Air liur juga merupakan tempat ekskresi beberapa obat tertentu seperti alkohol dan morfin. pH air liur
biasanya sedikit asam, kira-kira 6,8. Air liur mengandung ptialin yaitu enzim amilase. Enzim ini menjadi tidak aktif
pada pH 4 atau lebih rendah. Ptialin memecah pati menjadi dektrin-dektrin dan maltosa. Larutan pati bila diberi
tetesan iodium akan menimbulkan warna biru tua; warna biru ini khas untuk pati.
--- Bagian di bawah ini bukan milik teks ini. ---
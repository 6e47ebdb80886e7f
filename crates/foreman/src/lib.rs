//! The pulse engine: state machine transitions, the dispatcher's gate
//! sequence, the outcome evaluator, the post-PR lifecycle controller, the
//! self-healer/quality-gate, and the model resolver — wired together by
//! [`pulse::run_pulse`], the one entrypoint `foreman-cli` calls every cycle.

pub mod concurrency;
pub mod config;
pub mod dispatcher;
pub mod evaluator;
pub mod lifecycle;
pub mod log_summary;
pub mod model_resolver;
pub mod pr_link;
pub mod pulse;
pub mod self_heal;
pub mod supervisor;
pub mod todo_registry;
pub mod verify_queue;

pub use supervisor::{PulseState, Supervisor};
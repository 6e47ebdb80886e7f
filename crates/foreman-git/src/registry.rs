//! Per-worktree ownership tokens with liveness checks (§4.4). Ownership is
//! file-based: a small JSON sidecar next to the worktree records which
//! session created it. `cleanup_worktree` refuses to remove a worktree
//! whose token names a still-alive session that isn't the caller.

use std::fs;
use std::path::{Path, PathBuf};

use serde::{Deserialize, Serialize};
use thiserror::Error;

#[derive(Debug, Error)]
pub enum RegistryError {
    #[error("worktree at {path} is owned by session {owner}, refusing cleanup")]
    ForeignOwner { path: PathBuf, owner: String },
    #[error("io error at {path}: {source}")]
    Io {
        path: PathBuf,
        #[source]
        source: std::io::Error,
    },
}

#[derive(Debug, Clone, Serialize, Deserialize)]
struct OwnershipToken {
    session: String,
    pid: u32,
}

/// Tracks worktree ownership under `registry_dir`, one JSON sidecar per
/// worktree path (filename is a hash-free, path-safe encoding of the
/// worktree path so tokens survive process restarts).
pub struct WorktreeRegistry {
    registry_dir: PathBuf,
}

impl WorktreeRegistry {
    pub fn new(registry_dir: PathBuf) -> Self {
        Self { registry_dir }
    }

    fn token_path(&self, worktree_path: &Path) -> PathBuf {
        let encoded = worktree_path
            .to_string_lossy()
            .replace(['/', '\\'], "__");
        self.registry_dir.join(format!("{encoded}.json"))
    }

    /// Record that `session` (pid `pid`) owns `worktree_path`.
    pub fn claim(
        &self,
        worktree_path: &Path,
        session: &str,
        pid: u32,
    ) -> Result<(), RegistryError> {
        fs::create_dir_all(&self.registry_dir).map_err(|source| RegistryError::Io {
            path: self.registry_dir.clone(),
            source,
        })?;
        let token = OwnershipToken {
            session: session.to_string(),
            pid,
        };
        let path = self.token_path(worktree_path);
        let json = serde_json::to_string(&token).expect("OwnershipToken serializes");
        fs::write(&path, json).map_err(|source| RegistryError::Io { path, source })
    }

    /// Remove the ownership record for `worktree_path` without touching the
    /// worktree itself. Used after a caller-authorized cleanup.
    pub fn forget(&self, worktree_path: &Path) {
        let _ = fs::remove_file(self.token_path(worktree_path));
    }

    /// Check whether `caller_session` may clean up `worktree_path`. A
    /// missing registry row means no recorded owner — safe to remove. A
    /// foreign, still-alive owner refuses cleanup.
    pub fn authorize_cleanup(
        &self,
        worktree_path: &Path,
        caller_session: &str,
    ) -> Result<(), RegistryError> {
        let path = self.token_path(worktree_path);
        let Ok(content) = fs::read_to_string(&path) else {
            return Ok(());
        };
        let Ok(token) = serde_json::from_str::<OwnershipToken>(&content) else {
            return Ok(());
        };
        if token.session == caller_session {
            return Ok(());
        }
        if !foreman_process::is_alive(token.pid) {
            return Ok(());
        }
        Err(RegistryError::ForeignOwner {
            path: worktree_path.to_path_buf(),
            owner: token.session,
        })
    }

    /// Discard registry entries whose worktree path no longer exists on
    /// disk.
    pub fn prune(&self) {
        let Ok(entries) = fs::read_dir(&self.registry_dir) else {
            return;
        };
        for entry in entries.flatten() {
            let path = entry.path();
            let Ok(content) = fs::read_to_string(&path) else {
                continue;
            };
            if serde_json::from_str::<OwnershipToken>(&content).is_err() {
                continue;
            }
            // The encoded filename recovers the original worktree path so
            // we can check its liveness without a separate index.
            let original = path
                .file_stem()
                .map(|s| s.to_string_lossy().replace("__", "/"));
            if let Some(original) = original {
                if !Path::new(&original).exists() {
                    let _ = fs::remove_file(&path);
                }
            }
        }
    }
}

#[cfg(test)]
mod tests {
    use super::*;
    use tempfile::tempdir;

    #[test]
    fn missing_token_allows_cleanup() {
        let td = tempdir().unwrap();
        let registry = WorktreeRegistry::new(td.path().join("registry"));
        let worktree = td.path().join("wt1");
        assert!(registry.authorize_cleanup(&worktree, "session-a").is_ok());
    }

    #[test]
    fn own_session_may_cleanup() {
        let td = tempdir().unwrap();
        let registry = WorktreeRegistry::new(td.path().join("registry"));
        let worktree = td.path().join("wt1");
        registry
            .claim(&worktree, "session-a", std::process::id())
            .unwrap();
        assert!(registry.authorize_cleanup(&worktree, "session-a").is_ok());
    }

    #[test]
    fn foreign_alive_session_refuses_cleanup() {
        let td = tempdir().unwrap();
        let registry = WorktreeRegistry::new(td.path().join("registry"));
        let worktree = td.path().join("wt1");
        registry
            .claim(&worktree, "session-a", std::process::id())
            .unwrap();
        let result = registry.authorize_cleanup(&worktree, "session-b");
        assert!(matches!(result, Err(RegistryError::ForeignOwner { .. })));
    }

    #[test]
    fn foreign_dead_session_allows_cleanup() {
        let td = tempdir().unwrap();
        let registry = WorktreeRegistry::new(td.path().join("registry"));
        let worktree = td.path().join("wt1");
        registry.claim(&worktree, "session-a", u32::MAX - 1).unwrap();
        assert!(registry.authorize_cleanup(&worktree, "session-b").is_ok());
    }
}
HIDROLISA PATI REAKSI IODIUM

 
pati biru
 
pati yang larut biru
 
amilodexterin + maltosa biru
 
eritrodekstrin + maltosa merah
 
akroodekstrin + maltosa tak berwarna
 
maltosa tak berwarna

Jika hidrolisa dilakukan dengan enzim amilase maka sebagai hasil akhir akan terbentuk maltosa. Tetapi bila
hidrolisa dilakukan dengan asam terbentuk glukosa.

Cara mengumpulkan air liur

 Bersihkan mulut dengan air terlebih dahulu
 Kulumlah sepotong lilin untuk merangsang pengeluaran air liur (rangsangan mekanis )
 Kumpulkan kira-kira 10 ml air liur dalam beaker glass.
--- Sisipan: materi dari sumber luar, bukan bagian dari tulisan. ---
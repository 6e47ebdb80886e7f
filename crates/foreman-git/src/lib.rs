//! Worktree provisioning and cleanup, already-done detection, and the
//! sibling-rebase/force-push plumbing used by the lifecycle controller.
//!
//! All git interaction shells out to the `git` binary, matching the
//! teacher's `collect_git_context` style (`Command::new("git")...output()`)
//! rather than linking `git2`/libgit2 — the spec's out-of-scope boundary
//! excludes the forge's own client, and the rest of the retrieval corpus
//! that touches git does so the same way.

mod registry;
mod worktree;

pub use registry::{RegistryError, WorktreeRegistry};
pub use worktree::{decide_reuse, ReuseDecision, WorktreeError, WorktreePlan};

use std::path::Path;
use std::process::Command;

fn git_output(repo_root: &Path, args: &[&str]) -> Option<String> {
    let output = Command::new("git")
        .args(args)
        .current_dir(repo_root)
        .output()
        .ok()?;
    if output.status.success() {
        Some(String::from_utf8_lossy(&output.stdout).trim().to_string())
    } else {
        None
    }
}

fn git_ok(repo_root: &Path, args: &[&str]) -> bool {
    Command::new("git")
        .args(args)
        .current_dir(repo_root)
        .output()
        .map(|o| o.status.success())
        .unwrap_or(false)
}

/// Detect whether `task_id` already has a completed footprint in `main`'s
/// history: a commit message referencing the task id with a word-boundary
/// match. This is the dispatcher's "already-done" pre-flight guard (§4.6).
pub fn already_done_in_history(repo_root: &Path, task_id: &str) -> bool {
    let Some(log) = git_output(
        repo_root,
        &["log", "--oneline", "-n", "500", "main", "--"],
    ) else {
        return false;
    };
    word_boundary_match(&log, task_id)
}

/// Word-boundary containment: `t195` matches `feature/t195` and
/// `fix t195: ...` but never `t1950` (§4.9's validation rule, shared here
/// since both the dispatcher's already-done guard and the PR linker need
/// it).
pub fn word_boundary_match(haystack: &str, needle: &str) -> bool {
    let is_boundary = |c: Option<char>| match c {
        None => true,
        Some(c) => !(c.is_ascii_alphanumeric() || c == '_' || c == '-' || c == '.'),
    };
    let mut start = 0;
    while let Some(pos) = haystack[start..].find(needle) {
        let abs = start + pos;
        let before = haystack[..abs].chars().next_back();
        let after = haystack[abs + needle.len()..].chars().next();
        if is_boundary(before) && is_boundary(after) {
            return true;
        }
        start = abs + 1;
        if start >= haystack.len() {
            break;
        }
    }
    false
}

/// Count commits on `branch` that are ahead of `main`.
pub fn commits_ahead(repo_root: &Path, branch: &str) -> u32 {
    git_output(
        repo_root,
        &["rev-list", "--count", &format!("main..{branch}")],
    )
    .and_then(|s| s.parse().ok())
    .unwrap_or(0)
}

/// Count files whose content differs between `branch` and `main`.
pub fn diverged_file_count(repo_root: &Path, branch: &str) -> usize {
    git_output(
        repo_root,
        &["diff", "--name-only", &format!("main...{branch}")],
    )
    .map(|s| s.lines().filter(|l| !l.trim().is_empty()).count())
    .unwrap_or(0)
}

/// Whether the worktree has uncommitted changes (tracked or untracked).
pub fn has_uncommitted_changes(worktree_path: &Path) -> bool {
    git_output(worktree_path, &["status", "--porcelain"])
        .map(|s| !s.trim().is_empty())
        .unwrap_or(false)
}

/// Reset `branch`'s contents to `origin/main` and force-push, preserving any
/// open PR's review thread (used both for "0 commits ahead, open PR exists"
/// worktree reuse and for the clean-slate reprompt after
/// `retry:clean_exit_no_signal`).
pub fn reset_branch_to_origin_main(repo_root: &Path, branch: &str) -> bool {
    git_ok(repo_root, &["fetch", "origin", "main"])
        && git_ok(
            repo_root,
            &[
                "push",
                "origin",
                &format!("origin/main:refs/heads/{branch}"),
                "--force",
            ],
        )
}

/// Rebase `branch` onto the current `main` and force-push with lease — the
/// serial-merge guard's sibling-rebase step (§4.8).
pub fn rebase_onto_main_and_push(repo_root: &Path, branch: &str) -> bool {
    git_ok(repo_root, &["fetch", "origin", "main"])
        && git_ok(repo_root, &["checkout", branch])
        && git_ok(repo_root, &["rebase", "origin/main"])
        && git_ok(
            repo_root,
            &["push", "--force-with-lease", "origin", branch],
        )
}

/// Diff of file paths changed between `base` and `head`, used to derive
/// `VERIFY.md` check directives from a merged PR's changed files.
pub fn changed_files(repo_root: &Path, base: &str, head: &str) -> Vec<String> {
    git_output(
        repo_root,
        &["diff", "--name-only", &format!("{base}..{head}")],
    )
    .map(|s| s.lines().map(str::to_string).collect())
    .unwrap_or_default()
}

/// Whether the diff between `base` and `head` touches anything beyond
/// planning/tracking files — the "deliverable verification" check from the
/// glossary.
pub fn has_non_trivial_changes(repo_root: &Path, base: &str, head: &str) -> bool {
    changed_files(repo_root, base, head)
        .iter()
        .any(|f| f != "TODO.md" && !f.starts_with("todo/"))
}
1. Menentukan pH air liur dengan indikator

Cara kerja:
 Ambil 3 tetes air liur, lalu tambahkan 1 tetes indikator pada masing-masing air liur yang berlainan
 Cocokkan warna yang terjadi dengan daftar perubahan warna dari masing-masing indikator.
 Hitunglah pH air liur.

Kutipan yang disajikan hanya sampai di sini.